## INFORMATION PROVIDED
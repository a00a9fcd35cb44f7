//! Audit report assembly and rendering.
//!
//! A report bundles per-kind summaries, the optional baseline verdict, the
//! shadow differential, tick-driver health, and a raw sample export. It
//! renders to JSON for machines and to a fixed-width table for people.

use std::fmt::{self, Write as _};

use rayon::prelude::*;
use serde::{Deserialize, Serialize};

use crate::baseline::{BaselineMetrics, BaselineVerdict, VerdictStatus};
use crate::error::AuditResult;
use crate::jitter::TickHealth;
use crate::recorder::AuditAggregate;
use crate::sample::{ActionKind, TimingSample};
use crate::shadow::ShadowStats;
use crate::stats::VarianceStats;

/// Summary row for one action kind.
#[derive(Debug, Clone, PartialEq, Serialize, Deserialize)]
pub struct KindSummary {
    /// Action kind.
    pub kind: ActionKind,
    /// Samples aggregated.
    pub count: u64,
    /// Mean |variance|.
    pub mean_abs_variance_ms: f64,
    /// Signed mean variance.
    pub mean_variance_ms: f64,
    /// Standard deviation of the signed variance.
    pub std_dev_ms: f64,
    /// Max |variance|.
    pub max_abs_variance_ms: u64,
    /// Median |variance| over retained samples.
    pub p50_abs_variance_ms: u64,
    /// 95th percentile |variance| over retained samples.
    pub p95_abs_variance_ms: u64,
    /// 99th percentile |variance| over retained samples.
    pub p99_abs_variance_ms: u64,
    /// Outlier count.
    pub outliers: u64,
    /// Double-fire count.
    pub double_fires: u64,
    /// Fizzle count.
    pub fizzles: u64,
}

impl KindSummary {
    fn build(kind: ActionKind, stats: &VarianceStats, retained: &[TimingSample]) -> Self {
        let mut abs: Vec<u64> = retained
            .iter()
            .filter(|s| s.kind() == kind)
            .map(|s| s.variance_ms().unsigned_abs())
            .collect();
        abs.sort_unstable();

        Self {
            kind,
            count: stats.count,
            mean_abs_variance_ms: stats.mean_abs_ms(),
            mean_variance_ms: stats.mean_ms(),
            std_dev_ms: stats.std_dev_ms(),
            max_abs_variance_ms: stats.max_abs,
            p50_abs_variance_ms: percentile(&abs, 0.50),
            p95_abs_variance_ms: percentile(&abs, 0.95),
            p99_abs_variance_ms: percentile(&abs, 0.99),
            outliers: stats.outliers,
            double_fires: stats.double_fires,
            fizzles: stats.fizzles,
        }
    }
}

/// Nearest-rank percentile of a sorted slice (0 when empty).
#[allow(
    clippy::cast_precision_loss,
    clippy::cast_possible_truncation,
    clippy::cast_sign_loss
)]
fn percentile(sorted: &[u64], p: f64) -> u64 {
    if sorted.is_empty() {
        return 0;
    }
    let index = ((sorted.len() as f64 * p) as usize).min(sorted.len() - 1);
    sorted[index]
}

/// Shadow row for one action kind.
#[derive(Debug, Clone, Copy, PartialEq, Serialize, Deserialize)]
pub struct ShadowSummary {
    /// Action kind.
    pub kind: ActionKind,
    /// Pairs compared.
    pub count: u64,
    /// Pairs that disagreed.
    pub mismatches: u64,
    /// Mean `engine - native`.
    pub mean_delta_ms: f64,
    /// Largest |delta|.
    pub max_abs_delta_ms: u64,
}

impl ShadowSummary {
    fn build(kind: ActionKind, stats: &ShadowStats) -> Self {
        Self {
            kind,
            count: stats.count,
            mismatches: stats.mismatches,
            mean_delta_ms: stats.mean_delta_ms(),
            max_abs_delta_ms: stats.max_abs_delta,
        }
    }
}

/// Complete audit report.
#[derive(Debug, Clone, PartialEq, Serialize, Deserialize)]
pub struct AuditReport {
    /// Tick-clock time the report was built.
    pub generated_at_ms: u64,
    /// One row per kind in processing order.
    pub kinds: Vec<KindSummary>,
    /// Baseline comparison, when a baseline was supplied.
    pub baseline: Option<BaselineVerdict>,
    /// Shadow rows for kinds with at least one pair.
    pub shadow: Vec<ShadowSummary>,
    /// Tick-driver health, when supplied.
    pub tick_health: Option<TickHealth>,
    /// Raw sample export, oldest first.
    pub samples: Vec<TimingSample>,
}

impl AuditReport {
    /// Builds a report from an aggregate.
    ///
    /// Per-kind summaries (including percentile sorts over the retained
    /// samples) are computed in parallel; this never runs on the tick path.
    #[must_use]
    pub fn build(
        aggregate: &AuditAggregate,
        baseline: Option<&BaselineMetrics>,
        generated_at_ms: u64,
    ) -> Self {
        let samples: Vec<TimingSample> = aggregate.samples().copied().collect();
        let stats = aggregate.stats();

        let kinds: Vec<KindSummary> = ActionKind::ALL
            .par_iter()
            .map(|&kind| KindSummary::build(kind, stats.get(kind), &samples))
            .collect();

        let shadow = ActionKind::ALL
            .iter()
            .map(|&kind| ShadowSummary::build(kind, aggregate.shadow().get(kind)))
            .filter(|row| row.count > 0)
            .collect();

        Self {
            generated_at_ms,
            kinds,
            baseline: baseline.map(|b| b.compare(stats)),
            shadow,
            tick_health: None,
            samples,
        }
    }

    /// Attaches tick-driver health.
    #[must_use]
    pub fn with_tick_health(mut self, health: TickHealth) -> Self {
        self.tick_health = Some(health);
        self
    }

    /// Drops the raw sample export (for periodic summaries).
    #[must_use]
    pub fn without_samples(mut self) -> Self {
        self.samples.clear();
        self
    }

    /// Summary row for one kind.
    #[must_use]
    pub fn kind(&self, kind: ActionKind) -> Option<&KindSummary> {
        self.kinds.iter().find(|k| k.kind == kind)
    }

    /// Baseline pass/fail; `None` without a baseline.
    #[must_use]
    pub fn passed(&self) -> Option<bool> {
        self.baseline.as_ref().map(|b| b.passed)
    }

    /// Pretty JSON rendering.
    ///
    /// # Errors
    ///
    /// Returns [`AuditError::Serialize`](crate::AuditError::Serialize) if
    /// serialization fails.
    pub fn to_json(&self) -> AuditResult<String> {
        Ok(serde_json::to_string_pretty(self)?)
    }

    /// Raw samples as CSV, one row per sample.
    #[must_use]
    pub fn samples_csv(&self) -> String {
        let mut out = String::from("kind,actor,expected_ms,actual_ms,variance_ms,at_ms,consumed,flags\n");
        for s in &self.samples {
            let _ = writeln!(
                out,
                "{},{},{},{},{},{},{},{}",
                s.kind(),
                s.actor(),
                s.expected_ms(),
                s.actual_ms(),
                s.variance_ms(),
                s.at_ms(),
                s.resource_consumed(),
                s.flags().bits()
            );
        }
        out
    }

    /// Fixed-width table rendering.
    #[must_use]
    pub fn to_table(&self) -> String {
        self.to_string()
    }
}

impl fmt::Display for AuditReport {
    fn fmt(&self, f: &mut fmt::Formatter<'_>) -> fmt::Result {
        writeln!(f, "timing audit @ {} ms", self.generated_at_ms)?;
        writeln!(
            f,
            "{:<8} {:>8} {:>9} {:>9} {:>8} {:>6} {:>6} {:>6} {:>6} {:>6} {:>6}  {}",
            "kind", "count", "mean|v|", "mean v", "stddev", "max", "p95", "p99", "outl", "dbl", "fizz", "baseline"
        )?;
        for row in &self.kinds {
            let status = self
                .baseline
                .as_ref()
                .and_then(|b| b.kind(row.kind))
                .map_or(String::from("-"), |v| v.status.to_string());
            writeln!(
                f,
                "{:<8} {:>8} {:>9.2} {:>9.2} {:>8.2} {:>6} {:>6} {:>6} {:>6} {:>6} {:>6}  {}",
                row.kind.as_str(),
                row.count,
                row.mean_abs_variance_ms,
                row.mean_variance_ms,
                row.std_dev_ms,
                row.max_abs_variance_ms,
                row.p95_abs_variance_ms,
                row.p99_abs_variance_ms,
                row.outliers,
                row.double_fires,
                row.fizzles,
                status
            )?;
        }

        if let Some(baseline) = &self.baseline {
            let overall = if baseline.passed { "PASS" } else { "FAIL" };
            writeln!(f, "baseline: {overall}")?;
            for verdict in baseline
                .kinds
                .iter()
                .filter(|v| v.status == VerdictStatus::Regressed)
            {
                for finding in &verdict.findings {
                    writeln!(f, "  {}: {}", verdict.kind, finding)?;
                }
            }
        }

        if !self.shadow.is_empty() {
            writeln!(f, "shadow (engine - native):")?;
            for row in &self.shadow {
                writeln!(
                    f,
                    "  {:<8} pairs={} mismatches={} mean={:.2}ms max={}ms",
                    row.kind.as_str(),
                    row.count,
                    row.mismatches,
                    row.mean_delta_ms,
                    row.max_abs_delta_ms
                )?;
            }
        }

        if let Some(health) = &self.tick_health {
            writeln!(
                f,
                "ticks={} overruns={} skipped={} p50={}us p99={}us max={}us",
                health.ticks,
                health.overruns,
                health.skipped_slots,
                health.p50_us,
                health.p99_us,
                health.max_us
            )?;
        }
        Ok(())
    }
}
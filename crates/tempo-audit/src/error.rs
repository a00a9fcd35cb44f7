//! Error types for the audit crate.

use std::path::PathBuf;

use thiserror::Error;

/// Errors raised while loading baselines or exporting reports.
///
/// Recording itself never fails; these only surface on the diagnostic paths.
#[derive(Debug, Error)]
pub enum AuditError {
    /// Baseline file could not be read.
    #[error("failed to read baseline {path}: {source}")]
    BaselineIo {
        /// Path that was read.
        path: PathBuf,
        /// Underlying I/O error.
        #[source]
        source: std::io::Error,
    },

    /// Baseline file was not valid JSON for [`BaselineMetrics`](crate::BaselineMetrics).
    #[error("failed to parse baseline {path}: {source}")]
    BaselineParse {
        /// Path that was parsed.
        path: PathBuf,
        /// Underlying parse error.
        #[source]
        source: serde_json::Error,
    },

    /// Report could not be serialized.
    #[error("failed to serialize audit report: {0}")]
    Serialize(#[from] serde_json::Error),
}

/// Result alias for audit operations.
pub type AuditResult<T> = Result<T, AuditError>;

* * *

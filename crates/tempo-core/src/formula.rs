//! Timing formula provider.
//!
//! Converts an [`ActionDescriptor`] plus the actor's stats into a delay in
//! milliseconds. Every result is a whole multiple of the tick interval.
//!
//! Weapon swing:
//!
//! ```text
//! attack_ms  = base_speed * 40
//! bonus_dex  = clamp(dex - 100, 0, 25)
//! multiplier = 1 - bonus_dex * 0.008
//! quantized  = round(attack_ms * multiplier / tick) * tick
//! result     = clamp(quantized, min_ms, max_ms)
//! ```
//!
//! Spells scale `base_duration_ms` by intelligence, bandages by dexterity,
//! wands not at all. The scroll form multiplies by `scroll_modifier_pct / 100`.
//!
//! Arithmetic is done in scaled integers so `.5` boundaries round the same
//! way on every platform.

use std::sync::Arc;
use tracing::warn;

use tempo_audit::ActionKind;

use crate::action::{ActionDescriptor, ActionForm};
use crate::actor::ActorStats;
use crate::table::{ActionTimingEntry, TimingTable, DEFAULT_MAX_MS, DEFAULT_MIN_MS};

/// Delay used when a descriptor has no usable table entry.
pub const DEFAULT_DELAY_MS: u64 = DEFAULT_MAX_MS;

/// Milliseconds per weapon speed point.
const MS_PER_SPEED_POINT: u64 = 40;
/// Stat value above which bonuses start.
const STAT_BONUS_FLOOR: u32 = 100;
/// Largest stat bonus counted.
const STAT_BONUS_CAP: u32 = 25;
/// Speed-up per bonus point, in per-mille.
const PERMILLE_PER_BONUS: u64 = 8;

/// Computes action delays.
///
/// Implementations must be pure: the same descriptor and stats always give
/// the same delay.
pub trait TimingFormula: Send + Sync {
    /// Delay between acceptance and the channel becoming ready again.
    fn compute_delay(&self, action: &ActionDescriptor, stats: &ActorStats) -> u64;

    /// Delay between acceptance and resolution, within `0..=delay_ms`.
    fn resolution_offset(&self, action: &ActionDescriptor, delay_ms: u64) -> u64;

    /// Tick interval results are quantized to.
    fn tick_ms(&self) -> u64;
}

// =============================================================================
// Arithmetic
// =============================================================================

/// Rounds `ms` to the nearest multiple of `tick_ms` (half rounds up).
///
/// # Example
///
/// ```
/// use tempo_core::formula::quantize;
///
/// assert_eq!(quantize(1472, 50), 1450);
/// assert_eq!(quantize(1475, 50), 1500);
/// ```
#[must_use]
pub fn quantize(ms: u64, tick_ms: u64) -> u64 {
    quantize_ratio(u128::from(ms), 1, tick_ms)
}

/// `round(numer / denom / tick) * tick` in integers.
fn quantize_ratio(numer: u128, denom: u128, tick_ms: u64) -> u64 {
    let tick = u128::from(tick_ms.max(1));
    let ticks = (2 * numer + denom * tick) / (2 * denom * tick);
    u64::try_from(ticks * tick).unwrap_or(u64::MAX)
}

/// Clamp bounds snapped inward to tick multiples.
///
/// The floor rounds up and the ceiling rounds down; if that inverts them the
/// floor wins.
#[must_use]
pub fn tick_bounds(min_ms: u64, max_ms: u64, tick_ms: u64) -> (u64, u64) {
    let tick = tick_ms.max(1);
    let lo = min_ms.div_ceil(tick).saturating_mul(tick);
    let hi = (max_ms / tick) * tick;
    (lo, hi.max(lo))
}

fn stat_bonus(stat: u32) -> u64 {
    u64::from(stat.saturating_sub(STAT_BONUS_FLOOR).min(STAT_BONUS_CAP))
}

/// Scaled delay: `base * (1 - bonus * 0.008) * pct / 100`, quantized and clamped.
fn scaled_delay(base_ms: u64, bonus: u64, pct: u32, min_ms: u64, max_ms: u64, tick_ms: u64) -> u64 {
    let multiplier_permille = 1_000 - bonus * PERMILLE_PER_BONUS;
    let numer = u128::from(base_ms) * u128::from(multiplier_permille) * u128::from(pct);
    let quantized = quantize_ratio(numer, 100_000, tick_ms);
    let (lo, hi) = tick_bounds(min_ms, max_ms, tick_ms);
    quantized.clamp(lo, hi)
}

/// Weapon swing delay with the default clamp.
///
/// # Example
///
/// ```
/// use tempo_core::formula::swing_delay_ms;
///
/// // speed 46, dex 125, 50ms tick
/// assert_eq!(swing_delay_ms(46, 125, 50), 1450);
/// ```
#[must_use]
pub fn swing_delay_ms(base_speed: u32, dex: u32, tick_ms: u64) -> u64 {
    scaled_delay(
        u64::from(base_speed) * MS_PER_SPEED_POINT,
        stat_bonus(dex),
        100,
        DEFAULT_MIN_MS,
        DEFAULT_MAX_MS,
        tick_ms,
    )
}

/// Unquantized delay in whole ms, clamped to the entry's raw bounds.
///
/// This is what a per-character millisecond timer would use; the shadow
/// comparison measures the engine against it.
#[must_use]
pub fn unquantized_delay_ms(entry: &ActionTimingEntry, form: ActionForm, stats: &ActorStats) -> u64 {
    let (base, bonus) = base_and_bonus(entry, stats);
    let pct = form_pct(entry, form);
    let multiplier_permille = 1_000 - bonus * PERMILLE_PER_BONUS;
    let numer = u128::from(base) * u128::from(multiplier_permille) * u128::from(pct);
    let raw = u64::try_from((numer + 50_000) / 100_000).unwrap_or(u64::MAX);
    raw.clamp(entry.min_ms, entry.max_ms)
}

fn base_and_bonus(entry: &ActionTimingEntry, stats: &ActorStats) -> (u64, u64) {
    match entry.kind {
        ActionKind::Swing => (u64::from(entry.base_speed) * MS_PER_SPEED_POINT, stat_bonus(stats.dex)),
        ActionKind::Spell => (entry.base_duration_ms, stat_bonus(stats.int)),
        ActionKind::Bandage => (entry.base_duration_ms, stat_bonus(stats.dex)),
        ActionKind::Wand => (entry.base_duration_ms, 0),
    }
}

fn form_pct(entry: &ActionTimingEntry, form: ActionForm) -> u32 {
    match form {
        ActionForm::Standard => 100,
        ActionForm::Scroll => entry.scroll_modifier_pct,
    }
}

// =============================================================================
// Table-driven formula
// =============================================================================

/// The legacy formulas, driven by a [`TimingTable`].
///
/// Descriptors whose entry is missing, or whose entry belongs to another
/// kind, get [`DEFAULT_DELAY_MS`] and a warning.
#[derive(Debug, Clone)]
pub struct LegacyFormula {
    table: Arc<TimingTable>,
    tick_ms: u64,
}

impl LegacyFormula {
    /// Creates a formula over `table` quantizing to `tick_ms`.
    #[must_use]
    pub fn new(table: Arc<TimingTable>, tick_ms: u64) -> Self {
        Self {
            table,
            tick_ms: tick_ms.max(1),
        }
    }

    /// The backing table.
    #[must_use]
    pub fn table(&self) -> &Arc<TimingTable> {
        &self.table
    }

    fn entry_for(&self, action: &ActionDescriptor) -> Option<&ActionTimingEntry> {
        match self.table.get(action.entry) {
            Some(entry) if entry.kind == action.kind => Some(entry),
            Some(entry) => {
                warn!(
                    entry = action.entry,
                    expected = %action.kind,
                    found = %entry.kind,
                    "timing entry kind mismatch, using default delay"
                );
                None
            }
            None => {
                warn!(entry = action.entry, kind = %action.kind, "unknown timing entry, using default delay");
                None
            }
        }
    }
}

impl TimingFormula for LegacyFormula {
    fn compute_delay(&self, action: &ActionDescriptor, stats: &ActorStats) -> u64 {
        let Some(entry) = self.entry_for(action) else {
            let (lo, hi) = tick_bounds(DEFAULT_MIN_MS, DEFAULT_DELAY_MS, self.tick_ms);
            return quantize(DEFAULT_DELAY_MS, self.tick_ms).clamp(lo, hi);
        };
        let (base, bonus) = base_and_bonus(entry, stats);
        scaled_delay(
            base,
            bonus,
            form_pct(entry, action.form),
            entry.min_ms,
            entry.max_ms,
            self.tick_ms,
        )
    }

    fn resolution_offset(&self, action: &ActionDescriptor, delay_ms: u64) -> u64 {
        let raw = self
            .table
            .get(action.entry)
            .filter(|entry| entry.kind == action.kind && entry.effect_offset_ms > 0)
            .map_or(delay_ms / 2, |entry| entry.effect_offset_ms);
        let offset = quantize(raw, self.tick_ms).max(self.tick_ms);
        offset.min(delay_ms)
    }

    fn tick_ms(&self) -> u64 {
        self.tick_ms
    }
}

---

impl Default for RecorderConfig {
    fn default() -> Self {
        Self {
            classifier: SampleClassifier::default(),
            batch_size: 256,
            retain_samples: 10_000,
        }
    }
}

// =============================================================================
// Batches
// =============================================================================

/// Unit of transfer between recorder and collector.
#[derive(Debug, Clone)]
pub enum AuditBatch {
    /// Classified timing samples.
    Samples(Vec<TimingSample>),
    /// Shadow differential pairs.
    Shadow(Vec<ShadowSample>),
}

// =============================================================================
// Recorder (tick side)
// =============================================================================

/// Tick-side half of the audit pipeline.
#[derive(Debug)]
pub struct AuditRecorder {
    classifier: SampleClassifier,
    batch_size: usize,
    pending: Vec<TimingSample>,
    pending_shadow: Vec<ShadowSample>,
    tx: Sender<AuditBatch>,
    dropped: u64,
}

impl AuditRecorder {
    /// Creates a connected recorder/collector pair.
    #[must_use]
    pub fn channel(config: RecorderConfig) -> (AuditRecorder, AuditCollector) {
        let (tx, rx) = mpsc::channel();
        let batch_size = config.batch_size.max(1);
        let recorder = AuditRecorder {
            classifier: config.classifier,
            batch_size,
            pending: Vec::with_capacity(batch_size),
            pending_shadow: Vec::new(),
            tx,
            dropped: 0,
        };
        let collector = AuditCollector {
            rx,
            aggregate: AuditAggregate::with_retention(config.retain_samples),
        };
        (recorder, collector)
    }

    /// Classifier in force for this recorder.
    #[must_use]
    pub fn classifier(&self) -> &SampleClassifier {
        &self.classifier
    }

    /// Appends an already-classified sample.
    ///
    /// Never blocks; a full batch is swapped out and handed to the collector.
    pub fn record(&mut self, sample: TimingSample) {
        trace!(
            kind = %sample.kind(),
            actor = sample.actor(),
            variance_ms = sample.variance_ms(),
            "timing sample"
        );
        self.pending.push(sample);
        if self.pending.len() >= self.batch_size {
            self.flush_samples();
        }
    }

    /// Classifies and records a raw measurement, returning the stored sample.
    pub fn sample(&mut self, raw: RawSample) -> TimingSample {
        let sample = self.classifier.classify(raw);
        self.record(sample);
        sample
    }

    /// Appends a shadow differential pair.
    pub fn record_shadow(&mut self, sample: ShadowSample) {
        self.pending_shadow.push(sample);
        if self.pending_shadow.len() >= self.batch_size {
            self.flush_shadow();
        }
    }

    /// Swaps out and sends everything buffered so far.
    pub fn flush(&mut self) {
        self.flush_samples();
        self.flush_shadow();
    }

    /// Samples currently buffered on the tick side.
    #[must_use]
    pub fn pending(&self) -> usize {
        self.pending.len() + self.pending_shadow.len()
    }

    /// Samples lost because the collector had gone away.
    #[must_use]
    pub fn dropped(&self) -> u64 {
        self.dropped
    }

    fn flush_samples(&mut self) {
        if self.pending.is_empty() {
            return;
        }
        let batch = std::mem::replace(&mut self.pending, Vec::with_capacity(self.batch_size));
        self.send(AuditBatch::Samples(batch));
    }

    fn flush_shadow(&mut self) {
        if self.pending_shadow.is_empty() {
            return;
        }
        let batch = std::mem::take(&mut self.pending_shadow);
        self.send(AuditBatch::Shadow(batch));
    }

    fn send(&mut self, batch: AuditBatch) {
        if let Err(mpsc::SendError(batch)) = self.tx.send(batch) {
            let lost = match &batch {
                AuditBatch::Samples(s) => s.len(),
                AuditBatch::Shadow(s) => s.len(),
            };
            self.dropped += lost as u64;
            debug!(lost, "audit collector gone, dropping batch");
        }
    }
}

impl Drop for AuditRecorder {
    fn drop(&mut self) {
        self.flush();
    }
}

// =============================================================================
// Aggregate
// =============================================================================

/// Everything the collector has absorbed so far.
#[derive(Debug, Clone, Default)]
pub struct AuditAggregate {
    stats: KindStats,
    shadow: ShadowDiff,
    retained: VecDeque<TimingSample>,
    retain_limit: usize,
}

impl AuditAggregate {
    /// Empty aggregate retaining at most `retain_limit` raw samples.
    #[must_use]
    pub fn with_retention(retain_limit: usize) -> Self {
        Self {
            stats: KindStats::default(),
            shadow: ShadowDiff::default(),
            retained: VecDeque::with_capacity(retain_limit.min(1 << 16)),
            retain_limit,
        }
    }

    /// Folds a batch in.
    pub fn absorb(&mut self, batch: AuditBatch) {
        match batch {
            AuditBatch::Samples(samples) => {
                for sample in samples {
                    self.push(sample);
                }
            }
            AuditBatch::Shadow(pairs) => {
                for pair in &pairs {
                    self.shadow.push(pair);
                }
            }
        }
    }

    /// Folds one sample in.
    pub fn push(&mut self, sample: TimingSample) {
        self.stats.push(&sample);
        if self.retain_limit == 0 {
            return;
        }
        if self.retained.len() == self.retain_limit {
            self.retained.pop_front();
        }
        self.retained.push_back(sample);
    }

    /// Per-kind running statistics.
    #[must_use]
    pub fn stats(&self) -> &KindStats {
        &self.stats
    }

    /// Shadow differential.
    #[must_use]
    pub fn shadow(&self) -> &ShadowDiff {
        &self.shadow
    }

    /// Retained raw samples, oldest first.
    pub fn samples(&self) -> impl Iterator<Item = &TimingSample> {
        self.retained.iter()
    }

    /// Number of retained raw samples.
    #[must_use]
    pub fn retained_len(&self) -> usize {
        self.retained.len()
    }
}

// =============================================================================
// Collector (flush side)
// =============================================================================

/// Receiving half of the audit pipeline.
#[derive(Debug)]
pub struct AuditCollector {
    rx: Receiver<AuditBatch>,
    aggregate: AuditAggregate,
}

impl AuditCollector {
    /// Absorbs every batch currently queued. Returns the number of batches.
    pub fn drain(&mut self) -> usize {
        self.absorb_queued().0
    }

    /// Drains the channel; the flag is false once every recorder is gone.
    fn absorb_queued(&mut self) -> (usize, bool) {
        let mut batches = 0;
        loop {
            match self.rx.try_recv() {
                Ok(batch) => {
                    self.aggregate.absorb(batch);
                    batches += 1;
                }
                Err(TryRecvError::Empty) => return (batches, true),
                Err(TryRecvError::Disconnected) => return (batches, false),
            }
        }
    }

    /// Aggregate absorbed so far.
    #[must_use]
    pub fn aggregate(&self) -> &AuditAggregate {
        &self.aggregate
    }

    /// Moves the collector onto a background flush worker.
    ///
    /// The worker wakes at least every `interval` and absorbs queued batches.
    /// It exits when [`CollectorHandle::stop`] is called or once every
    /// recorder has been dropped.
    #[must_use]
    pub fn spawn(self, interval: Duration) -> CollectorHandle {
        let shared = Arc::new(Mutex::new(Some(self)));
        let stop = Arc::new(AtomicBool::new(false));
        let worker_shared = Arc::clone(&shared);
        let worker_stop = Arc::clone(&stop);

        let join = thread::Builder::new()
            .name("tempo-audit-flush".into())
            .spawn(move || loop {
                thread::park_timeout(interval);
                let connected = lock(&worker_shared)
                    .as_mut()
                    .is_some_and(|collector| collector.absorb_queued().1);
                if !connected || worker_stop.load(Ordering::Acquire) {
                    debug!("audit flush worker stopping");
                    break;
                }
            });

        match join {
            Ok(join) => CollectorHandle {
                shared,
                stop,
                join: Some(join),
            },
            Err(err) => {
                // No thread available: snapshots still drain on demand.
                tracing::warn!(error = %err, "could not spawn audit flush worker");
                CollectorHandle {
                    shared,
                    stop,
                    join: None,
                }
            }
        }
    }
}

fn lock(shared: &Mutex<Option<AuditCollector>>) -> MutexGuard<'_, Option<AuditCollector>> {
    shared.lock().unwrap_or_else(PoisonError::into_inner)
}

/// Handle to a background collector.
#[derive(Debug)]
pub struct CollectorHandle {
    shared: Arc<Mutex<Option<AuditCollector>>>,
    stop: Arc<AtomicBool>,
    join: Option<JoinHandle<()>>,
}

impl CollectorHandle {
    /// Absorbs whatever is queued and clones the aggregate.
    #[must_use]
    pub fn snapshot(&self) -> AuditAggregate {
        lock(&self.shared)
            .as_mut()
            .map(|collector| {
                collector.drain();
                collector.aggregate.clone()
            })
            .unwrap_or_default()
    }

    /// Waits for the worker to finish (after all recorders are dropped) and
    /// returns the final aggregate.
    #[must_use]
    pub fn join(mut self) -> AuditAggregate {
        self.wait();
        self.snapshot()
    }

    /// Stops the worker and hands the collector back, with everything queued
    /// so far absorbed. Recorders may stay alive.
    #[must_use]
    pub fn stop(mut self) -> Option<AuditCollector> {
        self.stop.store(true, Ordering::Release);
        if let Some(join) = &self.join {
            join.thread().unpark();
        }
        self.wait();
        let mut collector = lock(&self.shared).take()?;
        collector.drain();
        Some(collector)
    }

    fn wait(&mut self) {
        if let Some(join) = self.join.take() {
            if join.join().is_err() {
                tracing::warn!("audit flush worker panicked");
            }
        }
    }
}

## EXERCISE DETAILS
Identify the lines in the entries above that contain "mpsc", then copy them out.

## ANSWER SECTION
        let (tx, rx) = mpsc::channel();
        if let Err(mpsc::SendError(batch)) = self.tx.send(batch) {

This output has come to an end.